◆ EXERCISE DETAILS ◆
Transcribe only part of the material below: the lines from the one containing "assert!(controllers.connected(Hand::Right));" through the one containing "assert!(world.resource::<Controllers>().connected(Hand::Right));", inclusive, exactly as written.

◆ TASK MATERIAL ◆
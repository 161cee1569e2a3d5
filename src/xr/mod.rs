mod webxr;

pub use webxr::WebXRApp;
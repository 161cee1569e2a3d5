use bevy_ecs::prelude::*;
use rapier3d::prelude::*;

use crate::components::Transform;
use crate::math::Vec3f;
use crate::physics_world::PhysicsWorld;

#[derive(Component)]
pub struct PhysicsBody {
    body: RigidBodyHandle,
    collider: ColliderHandle,
}

pub struct PhysicsBodyParams {
    pub pos: Vec3f,
    pub half_extents: Vec3f,
    pub rotation_axis: Vec3f,
    pub rotation_angle: f32,
    pub movable: bool,
    // Dynamic bodies created asleep stay out of the simulation until
    // something disturbs them.
    pub start_asleep: bool,
    pub friction: f32,
    pub restitution: f32,
}

impl PhysicsBody {
    pub fn new(params: PhysicsBodyParams, physics: &mut PhysicsWorld) -> Self {
        let PhysicsBodyParams {
            pos,
            half_extents,
            rotation_axis,
            rotation_angle,
            movable,
            start_asleep,
            friction,
            restitution,
        } = params;

        let body = RigidBodyBuilder::new(orig_type(movable))
            .translation(vector![pos.x, pos.y, pos.z])
            .rotation(rotation_axis * rotation_angle)
            .sleeping(start_asleep)
            .build();

        let collider = ColliderBuilder::cuboid(half_extents.x, half_extents.y, half_extents.z)
            .restitution(restitution)
            .friction(friction)
            .build();

        let (body, collider) = physics.add_body(body, collider);

        Self { body, collider }
    }

    pub fn body_handle(&self) -> RigidBodyHandle {
        self.body
    }

    pub fn collider_handle(&self) -> ColliderHandle {
        self.collider
    }

    pub fn sync(mut q: Query<(&mut Transform, &PhysicsBody)>, physics: Res<PhysicsWorld>) {
        for (mut transform, body) in q.iter_mut() {
            let body = physics.bodies.get(body.body).unwrap();
            let phys_pos = body.translation();
            let phys_rot = body.rotation().inverse(); // Not sure why inverse is needed
            transform.set(*phys_pos, *phys_rot.quaternion());
        }
    }
}

fn orig_type(movable: bool) -> RigidBodyType {
    if movable { RigidBodyType::Dynamic } else { RigidBodyType::Fixed }
}
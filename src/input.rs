use bevy_ecs::prelude::*;

#[derive(Debug, Clone, Copy, PartialEq, Eq)]
pub enum Hand {
    Left,
    Right,
}

impl Hand {
    // Connection tags end with a handedness suffix. Anything that is not
    // explicitly left-handed lands in the right slot.
    pub fn from_tag(tag: &str) -> Hand {
        if tag.ends_with("left") {
            Hand::Left
        } else {
            Hand::Right
        }
    }
}

#[derive(Debug, Default, Clone, Copy)]
pub struct TriggerState {
    pub pressed: bool,
    // True only on the frame the level flipped.
    pub changed: bool,
}

#[derive(Debug)]
pub struct ControllerState {
    pub tag: String,
    pub trigger: TriggerState,
}

// A slot is either empty or holds a live controller; there is no nullable
// reference to forget to check.
#[derive(Debug, Default)]
pub enum ControllerSlot {
    #[default]
    NotConnected,
    Connected(ControllerState),
}

#[derive(Resource, Debug, Default)]
pub struct Controllers {
    left: ControllerSlot,
    right: ControllerSlot,
}

impl Controllers {
    pub fn new() -> Self {
        Self::default()
    }

    pub fn connect(&mut self, tag: &str) {
        *self.slot_mut(Hand::from_tag(tag)) = ControllerSlot::Connected(ControllerState {
            tag: String::from(tag),
            trigger: TriggerState::default(),
        });
    }

    pub fn disconnect(&mut self, tag: &str) {
        *self.slot_mut(Hand::from_tag(tag)) = ControllerSlot::NotConnected;
    }

    pub fn connected(&self, hand: Hand) -> bool {
        matches!(self.slot(hand), ControllerSlot::Connected(_))
    }

    // Level report from the platform. The edge flag is derived here so
    // repeated reports of the same level never look like new input.
    pub fn set_trigger(&mut self, hand: Hand, pressed: bool) {
        if let ControllerSlot::Connected(state) = self.slot_mut(hand) {
            state.trigger.changed = state.trigger.pressed != pressed;
            state.trigger.pressed = pressed;
        }
    }

    // None while the controller has not connected yet; polling is then a no-op.
    pub fn trigger(&self, hand: Hand) -> Option<TriggerState> {
        match self.slot(hand) {
            ControllerSlot::Connected(state) => Some(state.trigger),
            ControllerSlot::NotConnected => None,
        }
    }

    pub fn clear_edges(&mut self) {
        for hand in [Hand::Left, Hand::Right] {
            if let ControllerSlot::Connected(state) = self.slot_mut(hand) {
                state.trigger.changed = false;
            }
        }
    }

    fn slot(&self, hand: Hand) -> &ControllerSlot {
        match hand {
            Hand::Left => &self.left,
            Hand::Right => &self.right,
        }
    }

    fn slot_mut(&mut self, hand: Hand) -> &mut ControllerSlot {
        match hand {
            Hand::Left => &mut self.left,
            Hand::Right => &mut self.right,
        }
    }
}

#[cfg(test)]
mod tests {
    use super::*;

    #[test]
    fn tag_suffix_routing() {
        assert_eq!(Hand::from_tag("controller-left"), Hand::Left);
        assert_eq!(Hand::from_tag("controller-right"), Hand::Right);
        // Unrecognized tags fall through to the right slot.
        assert_eq!(Hand::from_tag("gamepad-7"), Hand::Right);
    }

    #[test]
    fn trigger_edge_derivation() {
        let mut controllers = Controllers::new();
        assert!(controllers.trigger(Hand::Right).is_none());

        controllers.connect("controller-right");
        controllers.set_trigger(Hand::Right, true);
        let t = controllers.trigger(Hand::Right).unwrap();
        assert!(t.pressed && t.changed);

        // Same level again: no edge.
        controllers.set_trigger(Hand::Right, true);
        let t = controllers.trigger(Hand::Right).unwrap();
        assert!(t.pressed && !t.changed);

        controllers.set_trigger(Hand::Right, false);
        let t = controllers.trigger(Hand::Right).unwrap();
        assert!(!t.pressed && t.changed);
    }

    #[test]
    fn level_reports_for_missing_controller_are_dropped() {
        let mut controllers = Controllers::new();
        controllers.set_trigger(Hand::Right, true);
        assert!(controllers.trigger(Hand::Right).is_none());
    }
}
use bevy_ecs::event::{Events, ManualEventReader};
use bevy_ecs::prelude::*;

use showcase_xr::events::{ControllerEvent, TriggerEdgeEvent};
use showcase_xr::input::{Controllers, Hand};
use showcase_xr::systems::{emit_trigger_edges, route_controller_events};

fn setup() -> (World, Schedule) {
    let mut world = World::default();
    world.insert_resource(Controllers::new());
    world.init_resource::<Events<ControllerEvent>>();
    world.init_resource::<Events<TriggerEdgeEvent>>();

    let mut schedule = Schedule::default();
    schedule.add_systems((
        route_controller_events,
        emit_trigger_edges.after(route_controller_events),
    ));
    (world, schedule)
}

fn edges(world: &World) -> Vec<bool> {
    let events = world.resource::<Events<TriggerEdgeEvent>>();
    let mut reader: ManualEventReader<TriggerEdgeEvent> = ManualEventReader::default();
    reader.iter(events).map(|e| e.pressed).collect()
}

#[test]
fn edge_emitted_only_on_level_change() {
    let (mut world, mut schedule) = setup();
    world.send_event(ControllerEvent::Connected {
        tag: String::from("controller-right"),
    });
    schedule.run(&mut world);

    world
        .resource_mut::<Controllers>()
        .set_trigger(Hand::Right, true);
    schedule.run(&mut world);
    // A steady level report is not a new edge.
    world
        .resource_mut::<Controllers>()
        .set_trigger(Hand::Right, true);
    schedule.run(&mut world);
    world
        .resource_mut::<Controllers>()
        .set_trigger(Hand::Right, false);
    schedule.run(&mut world);

    assert_eq!(edges(&world), vec![true, false]);
}

#[test]
fn unconnected_right_controller_polls_as_noop() {
    let (mut world, mut schedule) = setup();

    world
        .resource_mut::<Controllers>()
        .set_trigger(Hand::Right, true);
    schedule.run(&mut world);

    assert!(edges(&world).is_empty());
}

#[test]
fn left_trigger_does_not_drive_locomotion() {
    let (mut world, mut schedule) = setup();
    world.send_event(ControllerEvent::Connected {
        tag: String::from("controller-left"),
    });
    schedule.run(&mut world);

    world
        .resource_mut::<Controllers>()
        .set_trigger(Hand::Left, true);
    schedule.run(&mut world);

    assert!(edges(&world).is_empty());
}

#[test]
fn connection_tags_route_by_suffix() {
    let (mut world, mut schedule) = setup();
    // An id without a "left" suffix fills the right slot.
    world.send_event(ControllerEvent::Connected {
        tag: String::from("gamepad-7"),
    });
    schedule.run(&mut world);

    let controllers = world.resource::<Controllers>();
    assert!(controllers.connected(Hand::Right));
    assert!(!controllers.connected(Hand::Left));
}

#[test]
fn disconnect_empties_the_slot() {
    let (mut world, mut schedule) = setup();
    world.send_event(ControllerEvent::Connected {
        tag: String::from("controller-right"),
    });
    schedule.run(&mut world);
    assert!(world.resource::<Controllers>().connected(Hand::Right));

    world.send_event(ControllerEvent::Disconnected {
        tag: String::from("controller-right"),
    });
    schedule.run(&mut world);

    let controllers = world.resource::<Controllers>();
    assert!(!controllers.connected(Hand::Right));
    assert!(controllers.trigger(Hand::Right).is_none());
}
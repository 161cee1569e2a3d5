#![allow(dead_code)]

use rapier3d::na;
use bevy_ecs::prelude::*;
use crate::math::{Mat4, Mat4f, Quatf, UnitQuat, UnitQuatf, UnitVec3f, Vec3, Vec3f};

#[derive(Component, Debug)]
pub struct Transform {
    // Individual components
    pos: Vec3f,
    rot: UnitQuatf,
    scale: Vec3f,
    // Cached transform matrix
    m: Mat4f,
}

impl Transform {
    pub fn new(pos: Vec3f, rot: UnitQuatf, scale: Vec3f) -> Self {
        let m = Mat4::identity();
        let mut res = Self { pos, rot, scale, m };
        res.rebuild_matrix();
        res
    }

    pub fn from_position(pos: Vec3f) -> Self {
        Transform::new(pos, UnitQuat::identity(), Vec3::from_element(1.0))
    }

    // Getters

    pub fn matrix(&self) -> Mat4f {
        self.m
    }

    pub fn forward(&self) -> Vec3f {
        -self.m.column(2).xyz()
    }

    pub fn right(&self) -> Vec3f {
        self.m.column(0).xyz()
    }

    pub fn up(&self) -> Vec3f {
        self.m.column(1).xyz()
    }

    pub fn position(&self) -> Vec3f {
        self.pos
    }

    pub fn rotation(&self) -> UnitQuatf {
        self.rot
    }

    pub fn scale(&self) -> Vec3f {
        self.scale
    }

    // Setters

    pub fn translate(&mut self, v: Vec3f) {
        self.m.append_translation_mut(&v);
        self.pos += v;
    }

    pub fn set_position(&mut self, pos: Vec3f) {
        self.pos = pos;
        self.rebuild_matrix();
    }

    pub fn set_pose(&mut self, pos: Vec3f, rot: UnitQuatf) {
        self.pos = pos;
        self.rot = rot;
        self.rebuild_matrix();
    }

    pub fn set(&mut self, pos: Vec3f, rotation: Quatf) {
        self.rot = UnitQuat::from_quaternion(rotation);
        self.pos = pos;
        self.rebuild_matrix();
    }

    // Rotate by the given rotation.
    #[inline]
    pub fn rotate(&mut self, rotation: UnitQuatf) {
        self.rot = rotation * self.rot;
        self.rebuild_matrix();
    }

    // Rotate around the given global `axis` by `angle` (in radians).
    #[inline]
    pub fn rotate_axis(&mut self, axis: &UnitVec3f, angle: f32) {
        self.rotate(UnitQuat::from_axis_angle(axis, angle));
        // self.rotate calls rebuild_matrix
    }

    fn rebuild_matrix(&mut self) {
        let rot_m = na::Rotation3::from(self.rot);
        let tr_m = na::Translation3::new(self.pos.x, self.pos.y, self.pos.z);
        let rot_and_tr_m = tr_m * rot_m;
        self.m = rot_and_tr_m
            .to_matrix()
            .prepend_nonuniform_scaling(&self.scale);
    }
}

impl Default for Transform {
    fn default() -> Self {
        Transform::new(Vec3::new(0.0, 0.0, 0.0), UnitQuat::identity(), Vec3::from_element(1.0))
    }
}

◆ REPLY TO THE TASK ◆
    assert!(controllers.connected(Hand::Right));
    assert!(!controllers.connected(Hand::Left));
}

#[test]
fn disconnect_empties_the_slot() {
    let (mut world, mut schedule) = setup();
    world.send_event(ControllerEvent::Connected {
        tag: String::from("controller-right"),
    });
    schedule.run(&mut world);
    assert!(world.resource::<Controllers>().connected(Hand::Right));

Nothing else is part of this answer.